Yeah I was talking about the SD card. I will try with that stuff tomorrow since I'm exhausted from tech troubleshooting some other stuff lol.

Also my take is that it really does seem like Taito intends to release additional game packs. My special edition came with a 'volume 1' book that includes deets of all the games currently included. This would also make sense this the game selection is a little strange. I like the deep cuts but I can't help but feel like certain games are weird for not being included. Like why is only the VS puzzle bobble available? super strange for a taito device.

I will say that I am otherwise super impressed with the device. When it works its like magic and it is a really great way to get quick game fixes. Switching to Tate mode is like magic. It's hard not to love this thing. The track ball paddle con is honestly worth to me. It plays really well and is pretty easy to tuck away when you are done, I actually own 2 with the hopes that they will work well with PC and I really don't want to build a full size con and have to deal with it. 

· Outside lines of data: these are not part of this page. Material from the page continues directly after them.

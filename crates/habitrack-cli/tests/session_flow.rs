//! End-to-end CLI flows against a mock API server.

use std::fs;
use std::path::Path;

use assert_cmd::cargo::cargo_bin_cmd;
use predicates::prelude::*;
use serde_json::{Value, json};
use tempfile::tempdir;
use wiremock::matchers::{body_json, header, method, path, path_regex};
use wiremock::{Mock, MockServer, ResponseTemplate};

fn seed_session(home: &Path, session: &Value) {
    fs::write(home.join("session.json"), session.to_string()).unwrap();
}

fn read_session(home: &Path) -> Value {
    let contents = fs::read_to_string(home.join("session.json")).unwrap();
    serde_json::from_str(&contents).unwrap()
}

fn habitrack(home: &Path, server: &MockServer) -> assert_cmd::Command {
    let mut cmd = cargo_bin_cmd!("habitrack");
    cmd.env("HABITRACK_HOME", home)
        .env("HABITRACK_API_BASE_URL", server.uri())
        .env_remove("HABITRACK_PASSWORD");
    cmd
}

#[tokio::test(flavor = "multi_thread")]
async fn test_login_stores_token_and_points() {
    let home = tempdir().unwrap();
    let server = MockServer::start().await;
    Mock::given(method("POST"))
        .and(path("/login"))
        .and(body_json(json!({"username": "alice", "password": "password1"})))
        .respond_with(ResponseTemplate::new(200).set_body_json(json!({
            "token": "jwt-token-value-1234567890",
            "user": {"id": 1, "username": "alice", "points": 21}
        })))
        .expect(1)
        .mount(&server)
        .await;

    habitrack(home.path(), &server)
        .args(["login", "-u", "alice"])
        .write_stdin("password1\n")
        .assert()
        .success()
        .stdout(predicate::str::contains("Logged in as alice (21 points)"));

    let session = read_session(home.path());
    assert_eq!(session["jwt_token"], "jwt-token-value-1234567890");
    assert_eq!(session["username"], "alice");
    assert_eq!(session["user_points"], "21");
}

#[tokio::test(flavor = "multi_thread")]
async fn test_login_rejection_shows_server_error() {
    let home = tempdir().unwrap();
    let server = MockServer::start().await;
    Mock::given(method("POST"))
        .and(path("/login"))
        .respond_with(ResponseTemplate::new(400).set_body_json(json!({"error": "user not found"})))
        .mount(&server)
        .await;

    habitrack(home.path(), &server)
        .args(["login", "-u", "ghost", "--password", "password1"])
        .assert()
        .failure()
        .stderr(predicate::str::contains("user not found"));

    assert!(!home.path().join("session.json").exists());
}

#[tokio::test(flavor = "multi_thread")]
async fn test_signup_validates_locally() {
    let home = tempdir().unwrap();
    let server = MockServer::start().await;
    Mock::given(method("POST"))
        .respond_with(ResponseTemplate::new(200))
        .expect(0)
        .mount(&server)
        .await;

    habitrack(home.path(), &server)
        .args(["signup", "-u", "averylongname", "--password", "password1"])
        .assert()
        .failure()
        .stderr(predicate::str::contains("at most 10 characters"));
}

#[tokio::test(flavor = "multi_thread")]
async fn test_today_lists_track() {
    let home = tempdir().unwrap();
    seed_session(home.path(), &json!({"jwt_token": "tok", "user_points": "10"}));
    let server = MockServer::start().await;
    Mock::given(method("GET"))
        .and(path_regex(r"^/auth/daily_track/\d{4}-\d{2}-\d{2}$"))
        .and(header("authorization", "Bearer tok"))
        .respond_with(ResponseTemplate::new(200).set_body_json(json!({
            "id": 1,
            "user_id": 1,
            "date": "2024-05-01",
            "habit_statuses": [
                {"habit_id": 1, "habit_name": "Read", "is_done": true},
                {"habit_id": 2, "habit_name": "Run", "is_done": false}
            ]
        })))
        .mount(&server)
        .await;

    habitrack(home.path(), &server)
        .arg("today")
        .assert()
        .success()
        .stdout(predicate::str::contains("[x]"))
        .stdout(predicate::str::contains("Run"))
        .stdout(predicate::str::contains("1 remaining · 10 points"));
}

#[tokio::test(flavor = "multi_thread")]
async fn test_done_last_habit_awards_bonus() {
    let home = tempdir().unwrap();
    seed_session(home.path(), &json!({"jwt_token": "tok", "user_points": "10"}));
    let server = MockServer::start().await;
    Mock::given(method("GET"))
        .and(path_regex(r"^/auth/daily_track/"))
        .respond_with(ResponseTemplate::new(200).set_body_json(json!({
            "id": 1,
            "user_id": 1,
            "date": "2024-05-01",
            "habit_statuses": [
                {"habit_id": 1, "habit_name": "Read", "is_done": true},
                {"habit_id": 2, "habit_name": "Run", "is_done": false}
            ]
        })))
        .mount(&server)
        .await;
    Mock::given(method("POST"))
        .and(path("/auth/daily_track/done"))
        .and(body_json(json!({"date": "2024-05-01", "habit_id": "2"})))
        .respond_with(ResponseTemplate::new(200).set_body_json(json!({"message": "ok"})))
        .expect(1)
        .mount(&server)
        .await;

    habitrack(home.path(), &server)
        .args(["done", "2"])
        .assert()
        .success()
        .stdout(predicate::str::contains("+8 points (18 total)"))
        .stdout(predicate::str::contains("All habits done for today!"));

    assert_eq!(read_session(home.path())["user_points"], "18");
}

#[tokio::test(flavor = "multi_thread")]
async fn test_done_already_done_skips_network() {
    let home = tempdir().unwrap();
    seed_session(home.path(), &json!({"jwt_token": "tok", "user_points": "10"}));
    let server = MockServer::start().await;
    Mock::given(method("GET"))
        .and(path_regex(r"^/auth/daily_track/"))
        .respond_with(ResponseTemplate::new(200).set_body_json(json!({
            "id": 1,
            "user_id": 1,
            "date": "2024-05-01",
            "habit_statuses": [{"habit_id": 1, "habit_name": "Read", "is_done": true}]
        })))
        .mount(&server)
        .await;
    Mock::given(method("POST"))
        .respond_with(ResponseTemplate::new(200))
        .expect(0)
        .mount(&server)
        .await;

    habitrack(home.path(), &server)
        .args(["done", "1"])
        .assert()
        .success()
        .stdout(predicate::str::contains("already done"));
}

#[tokio::test(flavor = "multi_thread")]
async fn test_expired_session_clears_credentials() {
    let home = tempdir().unwrap();
    seed_session(
        home.path(),
        &json!({"jwt_token": "stale", "username": "alice", "user_points": "10"}),
    );
    let server = MockServer::start().await;
    Mock::given(method("GET"))
        .and(path("/auth/habit/list"))
        .respond_with(ResponseTemplate::new(401).set_body_json(json!({"message": "token expired"})))
        .mount(&server)
        .await;

    habitrack(home.path(), &server)
        .args(["habits", "list"])
        .assert()
        .failure()
        .code(1)
        .stderr(predicate::str::contains("Session expired. Please log in again."));

    let session = read_session(home.path());
    assert!(session.get("jwt_token").is_none());
    assert!(session.get("username").is_none());
}

#[tokio::test(flavor = "multi_thread")]
async fn test_missing_token_never_calls_server() {
    let home = tempdir().unwrap();
    let server = MockServer::start().await;
    Mock::given(method("GET"))
        .respond_with(ResponseTemplate::new(200).set_body_json(json!([])))
        .expect(0)
        .mount(&server)
        .await;

    habitrack(home.path(), &server)
        .arg("whoami")
        .assert()
        .failure()
        .stderr(predicate::str::contains("Session expired"));
}

#[tokio::test(flavor = "multi_thread")]
async fn test_habits_add_refuses_at_limit() {
    let home = tempdir().unwrap();
    seed_session(home.path(), &json!({"jwt_token": "tok"}));
    let server = MockServer::start().await;
    let habits: Vec<Value> = (1..=5)
        .map(|i| json!({"id": i, "user_id": 1, "name": format!("H{i}")}))
        .collect();
    Mock::given(method("GET"))
        .and(path("/auth/habit/list"))
        .respond_with(ResponseTemplate::new(200).set_body_json(habits))
        .mount(&server)
        .await;
    Mock::given(method("POST"))
        .respond_with(ResponseTemplate::new(200))
        .expect(0)
        .mount(&server)
        .await;

    habitrack(home.path(), &server)
        .args(["habits", "add", "Swim"])
        .assert()
        .failure()
        .stderr(predicate::str::contains("up to 5 habits"));
}

#[tokio::test(flavor = "multi_thread")]
async fn test_logout_clears_everything() {
    let home = tempdir().unwrap();
    seed_session(
        home.path(),
        &json!({"jwt_token": "tok", "username": "alice", "user_points": "10"}),
    );
    let server = MockServer::start().await;

    habitrack(home.path(), &server)
        .arg("logout")
        .assert()
        .success()
        .stdout(predicate::str::contains("Logged out."));

    assert_eq!(read_session(home.path()), json!({}));
}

PS. if anyone knows how to get the Egret mini Track ball and paddle con working with the PC please let me know. When plugging into a PC it is detected as a mouse, with the track ball acting as analog mouse movement and the paddle mapped as the mouse wheel. The buttons on the controller are not detected by the PC at all, so it is really close to being plug and play.


----------



## onofrix (Mar 9, 2022)

PresidentSenpai said:


> Yeah I was talking about the SD card. I will try with that stuff tomorrow since I'm exhausted from tech troubleshooting some other stuff lol.


no problem! thank you!.



> Also my take is that it really does seem like Taito intends to release additional game packs. My special edition came with a 'volume 1' book that includes deets of all the games currently included. This would also make sense this the game selection is a little strange. I like the deep cuts but I can't help but feel like certain games are weird for not being included. Like why is only the VS puzzle bobble available? super strange for a taito device.


yeah! or why Rainbow Islands Extra? Why not the regular version?


----------



## subcon959 (Mar 10, 2022)

onofrix said:


> why Rainbow Islands Extra? Why not the regular version?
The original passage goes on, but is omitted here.